The aggregation operator is an alternative implementation of Aggregate (and Group) operator. In particular for sliding time windows with advance of 1 this operator is faster than the implementation with partial aggregates.

Differences in the use of this operator compared to Aggregate (and Group) operator:

This operator has a more flexible PQL interface that allows to specify key value parameters.
This operator does not set end timestamps of the resulting data stream elements. If you need the validity of the aggregation value you need to append an element window of size 1.
This operator outputs "empty aggregations" if no tuple is valid at a specific point in time. E.g., the sum aggregation function would output 0. This is necessary to determine the end timestamp with a subsequent element window.

This aggregation functions are still in development. Especially the keys for the parameters are preliminary and subject to change.

Parameter

group_by: An optional list of attributes over which the grouping should occur.
aggregations: A list of aggregate functions (see below).

The following optional boolean parameters control when a new aggregation value is transferred (see below for useful examples):

eval_at_new_element: Outputs an updated aggregation value when a new element gets valid. In the case that more than one element gets valid at the same time (same start timestamp), this operator outputs for each element an output value in the order of arrival. The default value is true.
eval_at_outdating: Outputs an updated aggregation value when one ore more elements gets invalid with the value after the removal of the invalid elements. The default value is true.
eval_before_remove_outdating: Outputs an updated aggregation value before removing the invalid elements instead of after removal. The default value is false.
eval_at_done: Outputs the value at the time the operator gets the done signal. The default value is false.
output_only_changes: Suppresses elements that are equal to the previous outputted element. The default value is false.

Aggregation Functions

Function Name Description Parameters Examples

Count

Outputs the number of steam elements.

Name	Description	Default Value	Optional?
`OUTPUT_ATTRIBUTES`	The name for the output attribute.	`count`	True

['FUNCTION' = 'Count']

['FUNCTION' = 'Count', 'OUTPUT_ATTRIBUTES' = 'number_of_elements']

Sum

Outputs the sum of elements.

Name	Description	Default Value	Optional?
INPUT_ATTRIBUTES	The single string or a list of the name(s) of the attribute(s) in the input tuples. By default, all input attributes are used. This could raise an error if attributes are not numeric.	(all attributes)	True
OUTPUT_ATTRIBUTES	A single string or list of output attributes. By default, the string "Sum_" concatenated with the original input attribute name is used.	"Sum_" + intput attribute name	True

['FUNCTION' = 'Sum']

['FUNCTION' = 'Sum', 'INPUT_ATTRIBUTES' = 'value1']

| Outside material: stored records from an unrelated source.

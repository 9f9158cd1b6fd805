//! Fluent accumulation of a [`MessageData`] plus the initial send.

use crate::dialog::manager::MessageManager;
use crate::dialog::payload::{
    ActionRow, AllowedMentions, AttachmentRef, Embed, FileUpload, MessageData,
};
use crate::dialog::surface::ChatSurface;
use crate::errors::Result;
use std::sync::Arc;

/// Incrementally constructs a [`MessageData`], then performs the initial
/// send and hands the resulting live message to a fresh
/// [`MessageManager`].
///
/// Each setter is pure accumulation with no validation. Whether the send
/// posts to a channel or replies to an interaction is the surface's
/// concern: the interaction surface applies deferred -> edit reply,
/// already replied -> follow-up, otherwise -> initial reply.
///
/// Exactly one underlying message is created per [`MessageBuilder::send`]
/// call, and the returned manager owns the very payload the builder
/// accumulated (moved, not copied), so manager-side mutations stay
/// visible without a re-fetch.
#[derive(Debug, Default)]
pub struct MessageBuilder {
    data: MessageData,
}

impl MessageBuilder {
    /// Creates a builder with an empty payload.
    #[must_use]
    pub fn new() -> Self {
        Self::default()
    }

    /// Sets the text content.
    #[must_use]
    pub fn content(mut self, content: impl Into<String>) -> Self {
        self.data.content = Some(content.into());
        self
    }

    /// Appends one embed.
    #[must_use]
    pub fn embed(mut self, embed: Embed) -> Self {
        self.data.embeds.push(embed);
        self
    }

    /// Appends several embeds.
    #[must_use]
    pub fn embeds(mut self, embeds: impl IntoIterator<Item = Embed>) -> Self {
        self.data.embeds.extend(embeds);
        self
    }

    /// Replaces the component rows.
    #[must_use]
    pub fn components(mut self, rows: Vec<ActionRow>) -> Self {
        self.data.components = rows;
        self
    }

    /// Appends one file upload.
    #[must_use]
    pub fn file(mut self, file: FileUpload) -> Self {
        self.data.files.push(file);
        self
    }

    /// Appends one retained attachment reference.
    #[must_use]
    pub fn attachment(mut self, attachment: AttachmentRef) -> Self {
        self.data.attachments.push(attachment);
        self
    }

    /// Sets the mention policy.
    #[must_use]
    pub const fn allowed_mentions(mut self, mentions: AllowedMentions) -> Self {
        self.data.allowed_mentions = Some(mentions);
        self
    }

    /// Posts the accumulated payload through the surface and wraps the
    /// created message in a [`MessageManager`]. If the send fails, the
    /// error propagates and no manager is constructed.
    pub async fn send(self, surface: Arc<dyn ChatSurface>) -> Result<MessageManager> {
        let message = surface.send(&self.data).await?;
        Ok(MessageManager::new(surface, message, self.data))
    }
}
use crate::dialog::surface::UserId;
use std::collections::BTreeMap;

/// A community member's registered profile: free-form `field -> value`
/// pairs collected through the registration dialog.
#[derive(Debug, Clone, PartialEq, Eq)]
pub struct Profile {
    /// Owner of the profile.
    pub user: UserId,
    /// Registered fields, e.g. `rank -> Diamond`, `region -> EU`.
    pub fields: BTreeMap<String, String>,
}

/// All registered profiles, keyed by owner.
pub type Roster = BTreeMap<UserId, Profile>;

['FUNCTION' = 'Sum', 'INPUT_ATTRIBUTES' = ['value1', 'value2']]

Avg Average value (mean) TODO (similar to Sum)

Min Min value TODO (similar to Sum)

Max Max value TODO (similar to Sum)

Trigger The tuple that triggers the output. TODO

Variance Calculates the variance TODO (similar to Sum)

TopK Calculates the top-K list TODO

Nest Nests the valid elements as list. TODO

Examples

counted = AGGREGATION({AGGREGATIONS = [['FUNCTION' = 'Count']], GROUP_BY = ['publisher', 'item']}, windowed)

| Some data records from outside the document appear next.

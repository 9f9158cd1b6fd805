//! Profile registration and roster browsing.
//!
//! `/register` runs a keyed-map input dialog and stores the confirmed
//! fields on the roster; `/profiles` opens a paginated roster browser
//! driven by the navigation row.

use crate::bot::Context;
use crate::dialog::{
    Embed, InputOutcome, InputSession, Mapping, MessageBuilder, PaginationMessageManager,
    RenderPage, TextResolver, Validator,
};
use crate::dialog::surface::{ChatSurface, UserId};
use crate::discord::surface::{ChannelSurface, InteractionSurface, ReplyState};
use crate::errors::Result;
use crate::models::Profile;
use std::sync::Arc;
use tracing::{debug, error, info, instrument};

/// Longest accepted `key:value` line during registration.
const MAX_FIELD_LINE: usize = 100;

/// Registers or replaces your profile through an interactive dialog.
#[poise::command(slash_command, guild_only)]
#[instrument(skip(ctx))]
pub async fn register(ctx: Context<'_>) -> Result<()> {
    info!("Register command received from user: {}", ctx.author().name);
    let Some(surface) = InteractionSurface::from_context(&ctx, ReplyState::Fresh) else {
        ctx.say("This command only works as a slash command.").await?;
        return Ok(());
    };
    let surface: Arc<dyn ChatSurface> = Arc::new(surface);
    let data = ctx.data();
    let user = UserId(ctx.author().id.get());

    let manager = MessageBuilder::new()
        .embed(
            Embed::new()
                .title("Profile registration")
                .description(
                    "Send one line per field, like `rank:Diamond` or `region:EU`.\n\
                     Repeating a key overwrites it. React \u{1f44d} when you are done.",
                )
                .color(data.app_config.accent_color),
        )
        .send(Arc::clone(&surface))
        .await?;

    let session = InputSession::new(
        manager,
        TextResolver,
        Mapping::new(),
        Arc::clone(&data.runtime),
        user,
    )
    .text_validator(Validator::new(
        format!("each line must be at most {MAX_FIELD_LINE} characters"),
        |s: &str| s.chars().count() <= MAX_FIELD_LINE,
    ));

    match session.run().await? {
        InputOutcome::Confirmed(fields) => {
            let count = fields.len();
            data.roster
                .write()
                .await
                .insert(user, Profile { user, fields });
            info!("Stored profile with {} fields for {}", count, user);
            surface.notify("Profile saved.").await?;
        }
        InputOutcome::Cancelled => {
            info!("Registration cancelled by {}", user);
        }
    }
    Ok(())
}

/// Browses the registered profiles, one page at a time.
#[poise::command(slash_command, guild_only)]
#[instrument(skip(ctx))]
pub async fn profiles(ctx: Context<'_>) -> Result<()> {
    let data = ctx.data();
    let snapshot: Vec<Profile> = data.roster.read().await.values().cloned().collect();
    if snapshot.is_empty() {
        ctx.say("No profiles registered yet. Try `/register`.").await?;
        return Ok(());
    }

    // The browser lives in the channel so everyone can page through it;
    // the interaction itself just gets an ephemeral acknowledgement.
    let surface: Arc<dyn ChatSurface> = Arc::new(ChannelSurface::from_context(&ctx));
    ctx.send(
        poise::CreateReply::default()
            .content("Opening the roster browser.")
            .ephemeral(true),
    )
    .await?;

    let page_size = data.app_config.page_size.max(1);
    let pages = snapshot.len().div_ceil(page_size);
    let accent = data.app_config.accent_color;

    let manager = MessageBuilder::new()
        .embed(Embed::new().title("Team roster"))
        .send(surface)
        .await?;
    let render: RenderPage = Box::new(move |payload, page| {
        payload.embeds = vec![roster_page(&snapshot, page, page_size, accent)];
    });
    let (pager, mut changes) = PaginationMessageManager::new(manager, pages, render);

    tokio::spawn(async move {
        while let Some(page) = changes.recv().await {
            debug!("Roster browser moved to page {}", page + 1);
        }
    });
    // The click loop outlives the command invocation.
    tokio::spawn(async move {
        if let Err(e) = pager.run().await {
            error!("Roster browser stopped with an error: {}", e);
        }
    });
    Ok(())
}

/// Renders one roster page as an embed.
fn roster_page(profiles: &[Profile], page: usize, page_size: usize, accent: u32) -> Embed {
    let start = page * page_size;
    let slice = &profiles[start.min(profiles.len())..(start + page_size).min(profiles.len())];
    let mut embed = Embed::new()
        .title("Team roster")
        .color(accent)
        .footer(format!("{} member(s) registered", profiles.len()));
    for profile in slice {
        let body = if profile.fields.is_empty() {
            "(no fields)".to_string()
        } else {
            profile
                .fields
                .iter()
                .map(|(key, value)| format!("{key}: {value}"))
                .collect::<Vec<_>>()
                .join("\n")
        };
        embed = embed.field(format!("<@{}>", profile.user), body, false);
    }
    embed
}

You can use more than one aggregation function:

counted = AGGREGATION({AGGREGATIONS = [['FUNCTION' = 'Count'], ['FUNCTION' = 'Sum', 'INPUT_ATTRIBUTES' = 'value1']], GROUP_BY = ['publisher', 'item']}, windowed)

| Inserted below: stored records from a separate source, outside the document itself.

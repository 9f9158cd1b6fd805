use crate::bot::Context;
use crate::errors::Result;
use tracing::info;

/// A simple ping command to check if the bot is responsive.
#[poise::command(slash_command)]
pub async fn ping(ctx: Context<'_>) -> Result<()> {
    info!("Ping command received from user: {}", ctx.author().name);
    ctx.say("Pong!").await?;
    Ok(())
}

/// count the number of items for each publisher
counted = AGGREGATION({AGGREGATIONS = [['FUNCTION' = 'Count']], GROUP_BY = ['publisher', 'item']}, windowed)
/// aggregate the 100 most frequent items for each publisher to an ordered list
TopKItemsByPublisher ::= AGGREGATION({AGGREGATIONS = [
	[
		'FUNCTION' = 'TopK',
		'TOP_K' = '100',                         /// number of items
		'SCORING_ATTRIBUTES' = 'Count',          /// the attribute name that defines the order
		'INPUT_ATTRIBUTES' = 'item',             /// do not use the whole input tuple, just use the 'item' attribute for creating the output top-k set
		'MIN_SCORE' = '0',                       /// remove items that reaches a score of 0 (due to the previous aggregation these are all items that has no valid tuple)
		'UNIQUE_ATTR'='item'                     /// use 'item' as a unique attribute. that means, a new tuple with an known items id replaces the previous value. (this is some kind of element window in this operator)
	]], GROUP_BY = ['publisher']}, counted)

Changing the way this operator outputs values

By using the default values, this operator act as Aggregate (and Group) operator (with the limitations explained above). Useful alternative settings are:

Set eval_at_new_element to false and eval_before_remove_outdating to true and add a preceding window with advance:

The following example calculates the number of elements in the stream impressions in one minute. It outputs the total number at the end of each minute instead of each update when a new item arrives.

windowed = TIMEWINDOW({size = [1, 'Minutes'], ADVANCE = [1, 'MINUTES']}, impressions)
impressions_per_minute = AGGREGATION({AGGREGATIONS = [['FUNCTION' = 'Count']], EVAL_AT_NEW_ELEMENT = false, EVAL_BEFORE_REMOVE_OUTDATING = true}, windowed)